Activity:
Keep every line in which "usize" occurs and drop the rest of the data.

Material to process:
_ _ _ _ _

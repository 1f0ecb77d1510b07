//! Upstream event payloads consumed from the platform event bus.
//!
//! Field names follow the bus's camelCase JSON; optional fields are absent
//! for submissions made outside a contest or assignment.

use serde::{Deserialize, Serialize};

/// `submission.created` — a submission entered the judging pipeline.
#[derive(Debug, Clone, Serialize, Deserialize)]
#[serde(rename_all = "camelCase")]
pub struct SubmissionCreatedEvent {
    pub submission_id: String,
    pub user_id: String,
    pub problem_id: String,
    #[serde(default, skip_serializing_if = "Option::is_none")]
    pub contest_id: Option<String>,
    #[serde(default, skip_serializing_if = "Option::is_none")]
    pub assignment_id: Option<String>,
    pub language: String,
    pub status: String,
    pub timestamp: String,
}

/// `submission.judged` — the judge produced a verdict.
#[derive(Debug, Clone, Serialize, Deserialize)]
#[serde(rename_all = "camelCase")]
pub struct SubmissionJudgedEvent {
    pub submission_id: String,
    pub user_id: String,
    pub problem_id: String,
    #[serde(default, skip_serializing_if = "Option::is_none")]
    pub contest_id: Option<String>,
    #[serde(default, skip_serializing_if = "Option::is_none")]
    pub assignment_id: Option<String>,
    pub verdict: String,
    pub score: i64,
    #[serde(default, skip_serializing_if = "Option::is_none")]
    pub execution_time_ms: Option<i64>,
    #[serde(default, skip_serializing_if = "Option::is_none")]
    pub memory_used_kb: Option<i64>,
    pub test_cases_passed: i64,
    pub test_cases_total: i64,
    pub timestamp: String,
}

/// `leaderboard.updated` — a contest leaderboard was recomputed.
#[derive(Debug, Clone, Serialize, Deserialize)]
#[serde(rename_all = "camelCase")]
pub struct LeaderboardUpdatedEvent {
    pub contest_id: String,
    pub timestamp: String,
}

/// `contest.started`
#[derive(Debug, Clone, Serialize, Deserialize)]
#[serde(rename_all = "camelCase")]
pub struct ContestStartedEvent {
    pub contest_id: String,
    pub title: String,
    pub start_time: String,
    pub timestamp: String,
}

/// `contest.ended`
#[derive(Debug, Clone, Serialize, Deserialize)]
#[serde(rename_all = "camelCase")]
pub struct ContestEndedEvent {
    pub contest_id: String,
    pub title: String,
    pub end_time: String,
    pub timestamp: String,
}
//! Rooms: named membership sets of connections.
//!
//! Room ids are opaque strings. `"global"` is the permanent global room;
//! every other id follows `"<type>:<entity>"`. Non-global rooms are created
//! lazily on first join and dropped when their last member leaves.

use std::collections::HashMap;
use std::sync::{Arc, RwLock};

use chrono::{DateTime, Utc};
use dashmap::mapref::entry::Entry;
use dashmap::DashMap;

use super::connection::Connection;

pub const GLOBAL_ROOM_ID: &str = "global";

#[derive(Debug, Clone, Copy, PartialEq, Eq, Hash)]
pub enum RoomType {
    Global,
    Contest,
    Problem,
    User,
}

impl RoomType {
    pub fn as_str(&self) -> &'static str {
        match self {
            Self::Global => "global",
            Self::Contest => "contest",
            Self::Problem => "problem",
            Self::User => "user",
        }
    }
}

/// Classify a room id by its `<type>:` prefix. Unrecognized shapes fall back
/// to the global type.
pub fn parse_room_type(room_id: &str) -> RoomType {
    if room_id == GLOBAL_ROOM_ID {
        return RoomType::Global;
    }
    match room_id.split_once(':') {
        Some(("contest", _)) => RoomType::Contest,
        Some(("problem", _)) => RoomType::Problem,
        Some(("user", _)) => RoomType::User,
        _ => RoomType::Global,
    }
}

/// Build the canonical room id for a typed entity.
pub fn build_room_id(room_type: RoomType, entity_id: &str) -> String {
    match room_type {
        RoomType::Global => GLOBAL_ROOM_ID.to_string(),
        _ => format!("{}:{}", room_type.as_str(), entity_id),
    }
}

pub struct Room {
    pub id: String,
    pub room_type: RoomType,
    pub created_at: DateTime<Utc>,
    members: RwLock<HashMap<String, Arc<Connection>>>,
}

impl Room {
    fn new(id: &str) -> Self {
        Self {
            id: id.to_string(),
            room_type: parse_room_type(id),
            created_at: Utc::now(),
            members: RwLock::new(HashMap::new()),
        }
    }

    fn add(&self, conn: &Arc<Connection>) {
        self.members
            .write()
            .expect("room members lock poisoned")
            .insert(conn.id.clone(), Arc::clone(conn));
    }

    fn remove(&self, conn: &Arc<Connection>) {
        self.members
            .write()
            .expect("room members lock poisoned")
            .remove(&conn.id);
    }

    pub fn has_member(&self, conn: &Arc<Connection>) -> bool {
        self.members
            .read()
            .expect("room members lock poisoned")
            .contains_key(&conn.id)
    }

    /// Snapshot of the member set, taken under the room lock and released
    /// before any delivery happens.
    pub fn members(&self) -> Vec<Arc<Connection>> {
        self.members
            .read()
            .expect("room members lock poisoned")
            .values()
            .cloned()
            .collect()
    }

    pub fn member_count(&self) -> usize {
        self.members
            .read()
            .expect("room members lock poisoned")
            .len()
    }

    pub fn is_empty(&self) -> bool {
        self.member_count() == 0
    }
}

/// Room registry. The sharded map gives each entry its own lock; member sets
/// carry their own lock inside [`Room`].
pub struct RoomManager {
    rooms: DashMap<String, Arc<Room>>,
}

impl RoomManager {
    pub fn new() -> Self {
        Self {
            rooms: DashMap::new(),
        }
    }

    /// Add a connection to a room, creating the room on first join.
    /// Returns the room and whether this join created it.
    pub fn join(&self, room_id: &str, conn: &Arc<Connection>) -> (Arc<Room>, bool) {
        let (room, created) = match self.rooms.entry(room_id.to_string()) {
            Entry::Occupied(entry) => (Arc::clone(entry.get()), false),
            Entry::Vacant(entry) => {
                let room = Arc::new(Room::new(room_id));
                entry.insert(Arc::clone(&room));
                (room, true)
            }
        };
        room.add(conn);
        conn.join_room(room_id);
        (room, created)
    }

    /// Remove a connection from a room. Empty non-global rooms are dropped;
    /// returns whether this leave dropped the room.
    pub fn leave(&self, room_id: &str, conn: &Arc<Connection>) -> bool {
        let Some(room) = self.rooms.get(room_id).map(|r| Arc::clone(r.value())) else {
            return false;
        };
        room.remove(conn);
        conn.leave_room(room_id);

        if room.is_empty() && room.room_type != RoomType::Global {
            return self.rooms.remove_if(room_id, |_, r| r.is_empty()).is_some();
        }
        false
    }

    /// Remove a connection from every room it joined. Returns the ids of
    /// rooms dropped as a result.
    pub fn leave_all(&self, conn: &Arc<Connection>) -> Vec<String> {
        let mut dropped = Vec::new();
        for room_id in conn.rooms_snapshot() {
            if self.leave(&room_id, conn) {
                dropped.push(room_id);
            }
        }
        dropped
    }

    pub fn get(&self, room_id: &str) -> Option<Arc<Room>> {
        self.rooms.get(room_id).map(|r| Arc::clone(r.value()))
    }

    pub fn room_count(&self) -> usize {
        self.rooms.len()
    }

    pub fn stats(&self) -> serde_json::Value {
        let mut by_type: HashMap<&'static str, usize> = HashMap::new();
        let mut total_members = 0;
        for entry in self.rooms.iter() {
            *by_type.entry(entry.value().room_type.as_str()).or_default() += 1;
            total_members += entry.value().member_count();
        }
        serde_json::json!({
            "totalRooms": self.rooms.len(),
            "totalClients": total_members,
            "byType": by_type,
        })
    }
}

impl Default for RoomManager {
    fn default() -> Self {
        Self::new()
    }
}

#[cfg(test)]
mod tests {
    use super::*;
    use crate::auth::Principal;

    fn test_conn(user_id: &str) -> Arc<Connection> {
        let principal = Principal {
            user_id: user_id.to_string(),
            email: None,
            role: 0,
        };
        let (conn, _rx, _shutdown) = Connection::new(format!("conn-{user_id}"), principal);
        conn
    }

    #[test]
    fn room_type_classification() {
        assert_eq!(parse_room_type("global"), RoomType::Global);
        assert_eq!(parse_room_type("contest:42"), RoomType::Contest);
        assert_eq!(parse_room_type("problem:9"), RoomType::Problem);
        assert_eq!(parse_room_type("user:u1"), RoomType::User);
        assert_eq!(parse_room_type("weird"), RoomType::Global);
        assert_eq!(parse_room_type("mystery:7"), RoomType::Global);
    }

    #[test]
    fn build_room_id_formats() {
        assert_eq!(build_room_id(RoomType::Contest, "42"), "contest:42");
        assert_eq!(build_room_id(RoomType::Global, "ignored"), "global");
    }

    #[test]
    fn join_creates_room_once() {
        let manager = RoomManager::new();
        let a = test_conn("u1");
        let b = test_conn("u2");

        let (room, created) = manager.join("contest:1", &a);
        assert!(created);
        assert_eq!(room.member_count(), 1);

        let (room, created) = manager.join("contest:1", &b);
        assert!(!created);
        assert_eq!(room.member_count(), 2);
    }

    #[test]
    fn membership_mirror() {
        let manager = RoomManager::new();
        let conn = test_conn("u1");

        manager.join("contest:1", &conn);
        manager.join("problem:9", &conn);

        let room = manager.get("contest:1").unwrap();
        assert!(room.has_member(&conn));
        assert!(conn.rooms_snapshot().contains(&"contest:1".to_string()));
        assert!(conn.rooms_snapshot().contains(&"problem:9".to_string()));

        manager.leave("contest:1", &conn);
        assert!(!conn.rooms_snapshot().contains(&"contest:1".to_string()));
    }

    #[test]
    fn empty_non_global_room_is_dropped() {
        let manager = RoomManager::new();
        let a = test_conn("u1");
        let b = test_conn("u2");

        manager.join("contest:1", &a);
        manager.join("contest:1", &b);

        assert!(!manager.leave("contest:1", &a), "room still has a member");
        assert!(manager.get("contest:1").is_some());

        assert!(manager.leave("contest:1", &b), "last leave drops the room");
        assert!(manager.get("contest:1").is_none());
    }

    #[test]
    fn global_room_survives_emptying() {
        let manager = RoomManager::new();
        let conn = test_conn("u1");

        manager.join(GLOBAL_ROOM_ID, &conn);
        assert!(!manager.leave(GLOBAL_ROOM_ID, &conn));
        assert!(manager.get(GLOBAL_ROOM_ID).is_some());
        assert_eq!(manager.get(GLOBAL_ROOM_ID).unwrap().member_count(), 0);
    }

    #[test]
    fn leave_all_reports_dropped_rooms() {
        let manager = RoomManager::new();
        let a = test_conn("u1");
        let b = test_conn("u2");

        manager.join("contest:1", &a);
        manager.join("contest:1", &b);
        manager.join("problem:9", &a);

        let dropped = manager.leave_all(&a);
        assert_eq!(dropped, vec!["problem:9".to_string()]);
        assert!(manager.get("contest:1").is_some());
        assert!(manager.get("problem:9").is_none());
        assert!(a.rooms_snapshot().is_empty());
    }

    #[test]
    fn leave_unknown_room_is_noop() {
        let manager = RoomManager::new();
        let conn = test_conn("u1");
        assert!(!manager.leave("contest:404", &conn));
    }
}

_ _ _ _ _

Answer section:
    pub fn member_count(&self) -> usize {
    pub fn room_count(&self) -> usize {
        let mut by_type: HashMap<&'static str, usize> = HashMap::new();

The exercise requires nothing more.